ING Groep may not sell ING Canada

ING Groep, the listed Amsterdam, Netherlands-based company that recently sold its Mexican property and casualty insurance unit, is unlikely to sell ING Canada, according to a report in the National Post.
Charles Brindamour, chief executive of ING Canada, was cited in the 21 February news report as saying that ING Groep will more likely than not opt for keeping its 70% interest in ING Canada, though the listed Toronto-based P&C insurance entity is "not core" to the parent company's business.
ING Canada's market cap is CAD 4.59bn (USD 4.53bn).

Wells Fargo plans to make around 15 buys this year

Wells Fargo, the California listed bank, plans to make around 15 acquisitions this year, reported the San Jose Mercury News. The report, citing comments Wells Fargo chairman Richard Kovacevich made on Bloomberg TV, noted that Kovacevich said the prices of targets have come down enough for Wells Fargo to increase its pace of buys. The report noted that targets will likely be bigger than Wells Fargo's recent buys. Wells Fargo has a market capitalization of USD 102bn.

Staples mulling raising its offer for Corporate Express - report

Staples, the Massachusetts-listed office supplies retailer, is mulling raising its offer for Corporate Express, reported the Boston Herald. The unsourced article in the paper's Ticker section reported that Staples is mulling making a higher bid, after Dutch stationery distributor Corporate Express rejected its offer. Staples has a market capitalization of USD 16.2bn.

Wednesday, February 20, 2008

Yahoo embraces new severance plan to fight off Microsoft - report

Yahoo, the Sunnyvale, California listed Internet company, that is fighting a hostile bid from Microsoft, embraced a new severance plan to try to fight off Microsoft, reported the Boston Herald. The unsourced report, part of the paper's Ticker section, reported that Yahoo is offering severance plans that pay employees for as long as two years.
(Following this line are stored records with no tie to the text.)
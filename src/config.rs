use std::fs;
use std::io;
use std::path::{Path, PathBuf};
use std::time::Duration;

use serde::{Deserialize, Serialize};

use crate::error::ConfigError;

/// Directory name used under the platform config and data dirs.
pub const APP_DIR_NAME: &str = "toroid-snake";

const SETTINGS_FILE_NAME: &str = "settings.json";

/// Default side length of the square board.
pub const DEFAULT_GRID_SIZE: u16 = 10;

/// Largest board that still fits a typical terminal with two-column cells.
pub const MAX_GRID_SIZE: u16 = 64;

/// Base tick interval in milliseconds.
pub const DEFAULT_TICK_INTERVAL_MS: u64 = 500;

/// Minimum tick interval in milliseconds.
pub const MIN_TICK_INTERVAL_MS: u64 = 50;

/// Tick interval reduction applied each time good food is eaten.
pub const TICK_DECREMENT_MS: u64 = 10;

/// Points awarded per good food.
pub const FOOD_REWARD: u32 = 10;

/// How often a paused session re-checks its flags.
pub const PAUSE_POLL_INTERVAL: Duration = Duration::from_millis(100);

/// Number of entries kept in the high-score list.
pub const HIGH_SCORE_CAPACITY: usize = 10;

/// Logical grid dimensions passed through the game as a named type.
#[derive(Debug, Clone, Copy, Eq, PartialEq)]
pub struct GridSize {
    pub width: u16,
    pub height: u16,
}

impl GridSize {
    /// Square `side × side` grid.
    #[must_use]
    pub fn square(side: u16) -> Self {
        Self {
            width: side,
            height: side,
        }
    }
}

/// User-tunable settings. Only board size and tick duration are exposed.
#[derive(Debug, Clone, Copy, Eq, PartialEq, Serialize, Deserialize)]
#[serde(default)]
pub struct Settings {
    pub grid_size: u16,
    pub tick_interval_ms: u64,
}

impl Default for Settings {
    fn default() -> Self {
        Self {
            grid_size: DEFAULT_GRID_SIZE,
            tick_interval_ms: DEFAULT_TICK_INTERVAL_MS,
        }
    }
}

impl Settings {
    /// Loads settings from `path`, falling back to defaults when the file
    /// does not exist.
    pub fn load_from_path(path: &Path) -> Result<Self, ConfigError> {
        let raw = match fs::read_to_string(path) {
            Ok(raw) => raw,
            Err(e) if e.kind() == io::ErrorKind::NotFound => return Ok(Self::default()),
            Err(source) => {
                return Err(ConfigError::Read {
                    path: path.to_path_buf(),
                    source,
                });
            }
        };

        serde_json::from_str(&raw).map_err(|source| ConfigError::Parse {
            path: path.to_path_buf(),
            source,
        })
    }

    /// Applies command-line overrides on top of file values.
    #[must_use]
    pub fn with_overrides(self, grid_size: Option<u16>, tick_interval_ms: Option<u64>) -> Self {
        Self {
            grid_size: grid_size.unwrap_or(self.grid_size),
            tick_interval_ms: tick_interval_ms.unwrap_or(self.tick_interval_ms),
        }
    }

    /// Checks the values against the supported ranges.
    pub fn validate(self) -> Result<Self, ConfigError> {
        if !(1..=MAX_GRID_SIZE).contains(&self.grid_size) {
            return Err(ConfigError::GridSize {
                value: self.grid_size,
                min: 1,
                max: MAX_GRID_SIZE,
            });
        }

        if self.tick_interval_ms < MIN_TICK_INTERVAL_MS {
            return Err(ConfigError::TickInterval {
                value: self.tick_interval_ms,
                min: MIN_TICK_INTERVAL_MS,
            });
        }

        Ok(self)
    }

    #[must_use]
    pub fn grid(self) -> GridSize {
        GridSize::square(self.grid_size)
    }

    #[must_use]
    pub fn tick_interval(self) -> Duration {
        Duration::from_millis(self.tick_interval_ms)
    }
}

/// Returns the platform-correct settings file path.
#[must_use]
pub fn settings_path() -> PathBuf {
    let mut base = dirs::config_dir().unwrap_or_else(|| PathBuf::from("."));
    base.push(APP_DIR_NAME);
    base.push(SETTINGS_FILE_NAME);
    base
}

/// Returns `<data_local_dir>/toroid-snake/<file_name>`, or a path in the
/// working directory when the platform has no data dir.
#[must_use]
pub fn data_file_path(file_name: &str) -> PathBuf {
    let mut base = dirs::data_local_dir().unwrap_or_else(|| PathBuf::from("."));
    base.push(APP_DIR_NAME);
    base.push(file_name);
    base
}
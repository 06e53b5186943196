use std::collections::VecDeque;

use crate::grid::Position;

/// Ordered snake body, head first.
#[derive(Debug, Clone, Eq, PartialEq)]
pub struct Snake {
    body: VecDeque<Position>,
}

impl Snake {
    /// Creates a one-cell snake at `start`.
    #[must_use]
    pub fn new(start: Position) -> Self {
        let mut body = VecDeque::new();
        body.push_front(start);

        Self { body }
    }

    /// Creates a snake from explicit body segments (front is head).
    ///
    /// # Panics
    ///
    /// Panics when `segments` is empty.
    #[must_use]
    pub fn from_segments(segments: Vec<Position>) -> Self {
        assert!(!segments.is_empty(), "snake needs at least one segment");

        Self {
            body: VecDeque::from(segments),
        }
    }

    /// Moves the head onto `next_head` and drops the tail.
    pub fn advance(&mut self, next_head: Position) {
        self.body.push_front(next_head);
        let _ = self.body.pop_back();
    }

    /// Moves the head onto `next_head`, keeping the tail.
    pub fn grow(&mut self, next_head: Position) {
        self.body.push_front(next_head);
    }

    /// Returns the current head position.
    #[must_use]
    pub fn head(&self) -> Position {
        *self
            .body
            .front()
            .expect("snake body must always contain at least one segment")
    }

    /// Returns the oldest segment.
    #[cfg(test)]
    #[must_use]
    pub fn tail(&self) -> Position {
        *self
            .body
            .back()
            .expect("snake body must always contain at least one segment")
    }

    /// Returns true if any segment occupies `position`.
    #[must_use]
    pub fn occupies(&self, position: Position) -> bool {
        self.body.contains(&position)
    }

    /// Returns current segment count.
    #[must_use]
    pub fn len(&self) -> usize {
        self.body.len()
    }

    /// Returns true when there are no segments.
    #[must_use]
    pub fn is_empty(&self) -> bool {
        self.body.is_empty()
    }
}
use rand::Rng;

use crate::config::GridSize;
use crate::error::SpawnError;
use crate::grid::Position;
use crate::snake::Snake;

/// What happens when the snake's head reaches an item.
#[derive(Debug, Clone, Copy, Eq, PartialEq)]
pub enum FoodKind {
    /// Grows the snake and awards points.
    Good,
    /// Ends the game.
    Poison,
}

/// Picks a uniformly random cell that is neither on the snake nor equal
/// to `forbidden`.
///
/// Uses rejection sampling. The free cells are counted first so a board
/// with no room left fails with [`SpawnError::GridFull`] instead of
/// drawing forever.
pub fn spawn_free<R: Rng + ?Sized>(
    rng: &mut R,
    bounds: GridSize,
    occupied: &Snake,
    forbidden: Option<Position>,
) -> Result<Position, SpawnError> {
    let is_free = |position: Position| !occupied.occupies(position) && Some(position) != forbidden;

    let has_free_cell = (0..bounds.height)
        .flat_map(|row| (0..bounds.width).map(move |col| Position::new(row, col)))
        .any(|position| is_free(position));

    if !has_free_cell {
        return Err(SpawnError::GridFull {
            width: bounds.width,
            height: bounds.height,
        });
    }

    loop {
        let candidate = Position {
            row: rng.gen_range(0..bounds.height),
            col: rng.gen_range(0..bounds.width),
        };
        if is_free(candidate) {
            return Ok(candidate);
        }
    }
}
Microsoft made a USD 44.6bn offer for Yahoo.

Motorola completes Soundbuzz acquisition; Motorola, RIM exchange lawsuits - report

Motorola, the Schaumburg, Illinois-based electronics company, completed its announced acquisition of Soundbuzz, the Chicago Tribune reported.
The newspaper cited information from Motorola regarding the purchase of the digital music provider, based in Singapore.
The Chicago Sun-Times, meanwhile, reported that Motorola and Research In Motion, which makes BlackBerry handheld devices, have sued each other. RIM, based in Waterloo, Ontario, and Motorola have collaborated as well as competed over a number of years, the news report said.
Each company is claiming the other is using technology without the permission of the other, the report said. It cited a Motorola spokesperson as saying the complaint by RIM has not been reviewed.